<102>Les vents fougueux déchaînés en barbares,
Fabricateurs de rhumes et catarrhes,
Vinrent, l'hiver, répandre sur Berlin,
A droite, à gauche, énormes maladies,
Et, peu touchés de l'amour du prochain,
Distribuaient nombre d'apoplexies.
La Faculté, maudissant leur essaim,
Laissait mourir et perdait son latin;
Tous les quartiers chantaient leurs élégies,
Invectivant Éole et le destin.
Dans les douceurs d'une paix fraternelle,
Gromaticusa vivait avec deux sœurs
Qui du beau temps fabriquaient la nouvelle,
Faisaient par an deux almanachs menteurs
Où se trouvait l'histoire peu fidèle
Ou bien plutôt l'impertinent roman
Des grands flambeaux cloués au firmament.
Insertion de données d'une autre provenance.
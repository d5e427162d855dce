//! stdteed client implementation
//!
//! Attaches to the daemon and hands every forwarded chunk to a callback.

use crate::daemon::protocol::{read_message, write_message, Attach, Chunk, Job, Message};
use crate::stream::StdStream;
use anyhow::{anyhow, Result};
use std::io;
use std::os::unix::net::UnixStream;
use std::path::{Path, PathBuf};

/// Client for connecting to the stdtee daemon
pub struct DaemonClient {
    socket_path: PathBuf,
    stream: Option<UnixStream>,
    message_id: u32,
}

impl DaemonClient {
    pub fn new(socket_path: impl Into<PathBuf>) -> Self {
        Self {
            socket_path: socket_path.into(),
            stream: None,
            message_id: 0,
        }
    }

    pub fn socket_path(&self) -> &Path {
        &self.socket_path
    }

    /// Check if daemon is running
    pub fn is_daemon_running(&self) -> bool {
        self.socket_path.exists() && UnixStream::connect(&self.socket_path).is_ok()
    }

    /// Connect to the daemon
    pub fn connect(&mut self) -> Result<()> {
        let stream = UnixStream::connect(&self.socket_path)
            .map_err(|e| anyhow!("Failed to connect to daemon at {}: {}", self.socket_path.display(), e))?;

        self.stream = Some(stream);
        Ok(())
    }

    /// Attach and stream daemon output into `on_chunk`.
    ///
    /// With a job, returns `Some(exit_code)` once the daemon reports it
    /// finished. Without one, follows until the daemon hangs up and returns
    /// `None`.
    pub fn attach<F>(
        &mut self,
        client_id: &str,
        streams: &[StdStream],
        job: Option<Job>,
        mut on_chunk: F,
    ) -> Result<Option<i32>>
    where
        F: FnMut(&Chunk) -> io::Result<()>,
    {
        if self.stream.is_none() {
            self.connect()?;
        }

        let msg_id = self.next_message_id();
        let stream = self.stream.as_mut().ok_or_else(|| anyhow!("Not connected"))?;

        let attach = Message::Attach(Attach {
            client_id: client_id.to_string(),
            streams: streams.to_vec(),
            job,
        });
        write_message(stream, &attach, msg_id)
            .map_err(|e| anyhow!("Failed to send attach: {}", e))?;

        loop {
            let (message, _id) = match read_message(stream) {
                Ok(result) => result,
                Err(e) if e.kind() == io::ErrorKind::UnexpectedEof => return Ok(None),
                Err(e) => return Err(anyhow!("Failed to read from daemon: {}", e)),
            };

            match message {
                Message::AttachAck(_) => {}
                Message::Chunk(chunk) => {
                    on_chunk(&chunk).map_err(|e| anyhow!("Failed to write {} output: {}", chunk.stream, e))?;
                }
                Message::JobFinished(finished) => return Ok(Some(finished.exit_code)),
                Message::Error(error) => return Err(anyhow!("Daemon error: {}", error.message)),
                other => return Err(anyhow!("Unexpected message from daemon: {:?}", other)),
            }
        }
    }

    fn next_message_id(&mut self) -> u32 {
        let id = self.message_id;
        self.message_id = self.message_id.wrapping_add(1);
        id
    }
}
Gromaticus, docteur d'astrologie,
Du bon Phébus faisait le substitut,
Et, renommé savant dans la magie,
De chaque fou recevait le tribut,
Seul revenu dont longtemps il vécut,
Lorsque la mort, qui faisait sa récolte,
En tapinois sur-le-champ l'accola,
Subitement, en un seul tour de volte,
Sur le carreau roide mort le coucha.
D'abord, grands cris; ses bonnes sœurs pleurèrent,
Et de leurs voix si fortement hurlèrent,
Qu'à ce grand bruit leurs voisins s'éveillèrent.
Un peuple entier chez le mort s'assembla;


a Le 8 mars 1740, l'astronome Kirch fut frappé d'une attaque d'apoplexie dont il mourut le lendemain, âgé de quarante-cinq ans. Son cadavre offrit un singulier phénomène : c'est que, ses trois sœurs ne pouvant se résoudre à lui donner la sépulture avant qu'on y aperçût des signes de corruption, il se conserva trois semaines, sans qu'on pût y en découvrir de sensibles. Il est vrai que le froid excessif qui avait régné pendant le grand hiver durait encore au mois de mars. (Formey) Histoire de l'Académie des sciences. Berlin, 1752, in-4, p. 65.